▶ **Extracted data entries**

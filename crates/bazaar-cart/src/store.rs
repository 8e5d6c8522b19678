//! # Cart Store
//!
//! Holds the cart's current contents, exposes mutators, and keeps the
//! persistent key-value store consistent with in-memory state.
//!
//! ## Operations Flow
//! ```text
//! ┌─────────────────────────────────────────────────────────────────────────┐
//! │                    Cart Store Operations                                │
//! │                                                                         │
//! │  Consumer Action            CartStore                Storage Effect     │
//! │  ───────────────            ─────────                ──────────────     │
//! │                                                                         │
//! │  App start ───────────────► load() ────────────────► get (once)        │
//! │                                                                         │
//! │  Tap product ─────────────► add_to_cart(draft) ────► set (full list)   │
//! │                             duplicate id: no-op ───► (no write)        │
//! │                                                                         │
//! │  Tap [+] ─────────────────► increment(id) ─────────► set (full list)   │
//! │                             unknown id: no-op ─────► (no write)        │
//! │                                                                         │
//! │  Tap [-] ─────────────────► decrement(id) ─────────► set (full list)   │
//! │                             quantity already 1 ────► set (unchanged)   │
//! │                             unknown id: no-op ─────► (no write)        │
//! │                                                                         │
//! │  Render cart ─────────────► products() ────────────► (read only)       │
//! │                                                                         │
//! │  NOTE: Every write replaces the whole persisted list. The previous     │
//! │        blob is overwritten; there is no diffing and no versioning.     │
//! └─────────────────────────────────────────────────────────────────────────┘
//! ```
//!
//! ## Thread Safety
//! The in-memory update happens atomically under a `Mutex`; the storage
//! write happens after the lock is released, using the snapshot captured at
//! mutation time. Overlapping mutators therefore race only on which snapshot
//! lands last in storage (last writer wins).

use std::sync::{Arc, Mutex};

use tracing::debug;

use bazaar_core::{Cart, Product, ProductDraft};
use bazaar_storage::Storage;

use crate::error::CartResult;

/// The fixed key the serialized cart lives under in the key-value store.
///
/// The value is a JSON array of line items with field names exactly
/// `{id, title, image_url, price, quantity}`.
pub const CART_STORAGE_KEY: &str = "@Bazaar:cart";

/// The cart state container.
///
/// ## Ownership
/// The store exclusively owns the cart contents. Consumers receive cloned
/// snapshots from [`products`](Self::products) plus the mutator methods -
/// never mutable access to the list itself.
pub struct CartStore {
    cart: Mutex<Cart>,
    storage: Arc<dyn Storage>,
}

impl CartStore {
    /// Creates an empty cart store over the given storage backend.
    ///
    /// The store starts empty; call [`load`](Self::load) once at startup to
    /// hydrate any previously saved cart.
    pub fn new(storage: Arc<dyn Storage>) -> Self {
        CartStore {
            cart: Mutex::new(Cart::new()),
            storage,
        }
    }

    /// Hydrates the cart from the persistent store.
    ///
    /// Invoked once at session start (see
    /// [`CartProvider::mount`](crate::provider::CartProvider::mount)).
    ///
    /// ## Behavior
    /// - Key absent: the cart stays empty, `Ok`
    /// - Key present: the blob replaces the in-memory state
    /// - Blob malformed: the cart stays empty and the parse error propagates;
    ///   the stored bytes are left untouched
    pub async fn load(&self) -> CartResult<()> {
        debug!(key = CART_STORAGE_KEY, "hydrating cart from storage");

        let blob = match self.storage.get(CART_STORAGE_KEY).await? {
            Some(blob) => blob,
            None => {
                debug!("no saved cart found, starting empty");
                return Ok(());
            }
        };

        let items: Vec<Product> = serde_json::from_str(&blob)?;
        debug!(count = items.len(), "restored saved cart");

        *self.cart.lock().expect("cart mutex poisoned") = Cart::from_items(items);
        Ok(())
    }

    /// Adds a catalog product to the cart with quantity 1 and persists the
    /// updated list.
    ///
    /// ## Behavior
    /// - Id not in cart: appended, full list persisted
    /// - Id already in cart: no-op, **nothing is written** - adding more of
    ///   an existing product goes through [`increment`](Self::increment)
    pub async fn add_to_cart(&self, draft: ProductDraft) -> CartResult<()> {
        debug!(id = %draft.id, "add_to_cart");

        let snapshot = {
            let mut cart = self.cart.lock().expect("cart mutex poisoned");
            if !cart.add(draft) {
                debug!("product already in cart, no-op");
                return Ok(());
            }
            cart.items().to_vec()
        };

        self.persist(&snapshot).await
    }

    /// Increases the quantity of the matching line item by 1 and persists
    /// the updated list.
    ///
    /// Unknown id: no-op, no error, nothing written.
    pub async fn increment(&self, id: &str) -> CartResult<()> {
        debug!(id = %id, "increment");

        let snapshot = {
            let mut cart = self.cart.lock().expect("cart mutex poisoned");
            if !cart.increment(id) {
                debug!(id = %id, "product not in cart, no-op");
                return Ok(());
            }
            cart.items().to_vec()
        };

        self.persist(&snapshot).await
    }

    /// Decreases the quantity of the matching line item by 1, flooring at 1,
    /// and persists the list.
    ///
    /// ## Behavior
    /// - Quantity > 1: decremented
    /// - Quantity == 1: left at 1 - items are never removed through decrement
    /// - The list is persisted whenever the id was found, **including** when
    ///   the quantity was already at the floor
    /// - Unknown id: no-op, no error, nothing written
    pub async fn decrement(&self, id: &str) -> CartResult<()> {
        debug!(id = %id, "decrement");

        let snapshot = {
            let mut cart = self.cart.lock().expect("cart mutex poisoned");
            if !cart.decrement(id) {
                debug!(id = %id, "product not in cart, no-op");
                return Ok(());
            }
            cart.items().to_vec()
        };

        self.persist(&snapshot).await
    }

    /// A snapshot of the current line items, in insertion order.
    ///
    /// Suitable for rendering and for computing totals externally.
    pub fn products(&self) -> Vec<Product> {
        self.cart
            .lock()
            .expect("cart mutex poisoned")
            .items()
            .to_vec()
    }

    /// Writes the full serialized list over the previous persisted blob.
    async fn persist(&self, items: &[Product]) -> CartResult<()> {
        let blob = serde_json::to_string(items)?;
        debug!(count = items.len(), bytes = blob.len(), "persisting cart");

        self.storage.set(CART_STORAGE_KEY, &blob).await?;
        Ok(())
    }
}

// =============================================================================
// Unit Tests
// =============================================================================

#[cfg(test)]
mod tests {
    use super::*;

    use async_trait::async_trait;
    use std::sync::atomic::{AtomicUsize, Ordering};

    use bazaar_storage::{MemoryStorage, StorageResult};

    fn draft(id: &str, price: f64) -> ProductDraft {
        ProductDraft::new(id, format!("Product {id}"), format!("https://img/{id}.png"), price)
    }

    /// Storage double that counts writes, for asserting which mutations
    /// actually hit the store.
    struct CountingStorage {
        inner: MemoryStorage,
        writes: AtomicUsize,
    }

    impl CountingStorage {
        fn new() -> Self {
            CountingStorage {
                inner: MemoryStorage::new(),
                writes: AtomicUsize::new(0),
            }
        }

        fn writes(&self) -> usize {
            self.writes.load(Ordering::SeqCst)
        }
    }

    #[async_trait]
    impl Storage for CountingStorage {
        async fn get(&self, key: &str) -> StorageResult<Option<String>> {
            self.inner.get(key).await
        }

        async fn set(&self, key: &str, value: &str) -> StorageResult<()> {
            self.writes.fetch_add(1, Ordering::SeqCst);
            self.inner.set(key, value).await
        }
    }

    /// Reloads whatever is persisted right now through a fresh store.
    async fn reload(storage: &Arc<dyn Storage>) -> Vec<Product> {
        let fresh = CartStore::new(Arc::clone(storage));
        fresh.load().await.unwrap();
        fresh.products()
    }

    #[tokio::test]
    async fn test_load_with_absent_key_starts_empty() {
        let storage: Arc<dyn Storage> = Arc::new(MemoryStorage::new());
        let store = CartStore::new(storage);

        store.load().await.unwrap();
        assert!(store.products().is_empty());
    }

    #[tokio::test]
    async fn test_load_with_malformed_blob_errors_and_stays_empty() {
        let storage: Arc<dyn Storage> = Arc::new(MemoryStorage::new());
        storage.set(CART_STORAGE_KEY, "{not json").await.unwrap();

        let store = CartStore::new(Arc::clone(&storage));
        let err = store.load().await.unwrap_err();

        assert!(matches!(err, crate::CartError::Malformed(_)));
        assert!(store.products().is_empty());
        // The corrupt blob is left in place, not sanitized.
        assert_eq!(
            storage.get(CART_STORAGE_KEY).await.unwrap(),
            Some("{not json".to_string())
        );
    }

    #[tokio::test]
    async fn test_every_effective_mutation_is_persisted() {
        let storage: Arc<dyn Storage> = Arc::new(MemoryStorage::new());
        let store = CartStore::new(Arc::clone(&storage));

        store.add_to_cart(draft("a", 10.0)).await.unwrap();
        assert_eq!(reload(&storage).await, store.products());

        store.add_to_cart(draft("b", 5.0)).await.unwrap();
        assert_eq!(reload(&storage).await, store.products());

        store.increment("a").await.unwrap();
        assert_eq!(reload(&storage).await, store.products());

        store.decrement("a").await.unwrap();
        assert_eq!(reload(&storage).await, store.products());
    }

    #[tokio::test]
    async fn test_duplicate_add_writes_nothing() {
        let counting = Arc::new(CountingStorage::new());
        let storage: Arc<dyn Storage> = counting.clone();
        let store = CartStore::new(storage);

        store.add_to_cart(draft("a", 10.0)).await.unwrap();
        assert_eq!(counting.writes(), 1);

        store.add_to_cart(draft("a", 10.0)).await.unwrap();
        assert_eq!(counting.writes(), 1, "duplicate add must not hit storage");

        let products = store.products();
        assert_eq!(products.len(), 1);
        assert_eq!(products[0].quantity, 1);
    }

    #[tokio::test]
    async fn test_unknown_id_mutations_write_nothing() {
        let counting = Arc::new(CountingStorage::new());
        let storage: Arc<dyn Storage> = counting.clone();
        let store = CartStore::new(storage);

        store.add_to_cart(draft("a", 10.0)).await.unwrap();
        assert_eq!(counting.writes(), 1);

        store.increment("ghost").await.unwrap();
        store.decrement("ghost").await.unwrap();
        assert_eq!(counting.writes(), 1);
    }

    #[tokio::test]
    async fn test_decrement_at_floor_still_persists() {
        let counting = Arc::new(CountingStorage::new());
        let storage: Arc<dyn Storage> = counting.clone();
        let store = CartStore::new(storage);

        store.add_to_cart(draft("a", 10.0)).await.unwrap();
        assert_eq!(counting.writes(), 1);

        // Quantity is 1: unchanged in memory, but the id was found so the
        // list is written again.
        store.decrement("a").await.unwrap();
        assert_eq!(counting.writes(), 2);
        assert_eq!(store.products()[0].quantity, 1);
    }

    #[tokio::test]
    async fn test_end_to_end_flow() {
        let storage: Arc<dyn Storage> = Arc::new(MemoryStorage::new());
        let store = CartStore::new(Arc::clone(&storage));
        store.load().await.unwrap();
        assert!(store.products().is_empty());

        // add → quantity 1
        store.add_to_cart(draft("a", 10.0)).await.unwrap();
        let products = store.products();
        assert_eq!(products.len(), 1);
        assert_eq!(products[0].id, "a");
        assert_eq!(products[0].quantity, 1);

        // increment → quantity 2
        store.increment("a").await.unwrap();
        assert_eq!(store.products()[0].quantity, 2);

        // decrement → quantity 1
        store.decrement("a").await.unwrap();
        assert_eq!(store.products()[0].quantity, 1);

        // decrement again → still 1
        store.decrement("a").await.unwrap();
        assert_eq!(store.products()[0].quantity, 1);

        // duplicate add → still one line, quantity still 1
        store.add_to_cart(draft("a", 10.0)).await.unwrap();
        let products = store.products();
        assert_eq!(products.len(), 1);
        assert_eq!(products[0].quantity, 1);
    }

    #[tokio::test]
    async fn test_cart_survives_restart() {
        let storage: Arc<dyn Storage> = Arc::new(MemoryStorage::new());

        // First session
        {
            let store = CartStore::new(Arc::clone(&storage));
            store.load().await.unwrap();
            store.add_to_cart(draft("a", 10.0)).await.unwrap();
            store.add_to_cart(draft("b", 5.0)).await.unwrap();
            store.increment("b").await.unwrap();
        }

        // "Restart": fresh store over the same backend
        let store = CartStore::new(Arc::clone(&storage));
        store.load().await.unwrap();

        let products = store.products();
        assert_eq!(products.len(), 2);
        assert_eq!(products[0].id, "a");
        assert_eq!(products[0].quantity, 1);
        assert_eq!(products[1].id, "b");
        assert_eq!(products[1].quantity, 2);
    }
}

▶ **Work to be completed**
Each line of the entries that holds "current" should be counted, and only the total given.

▶ **Expected answer**
2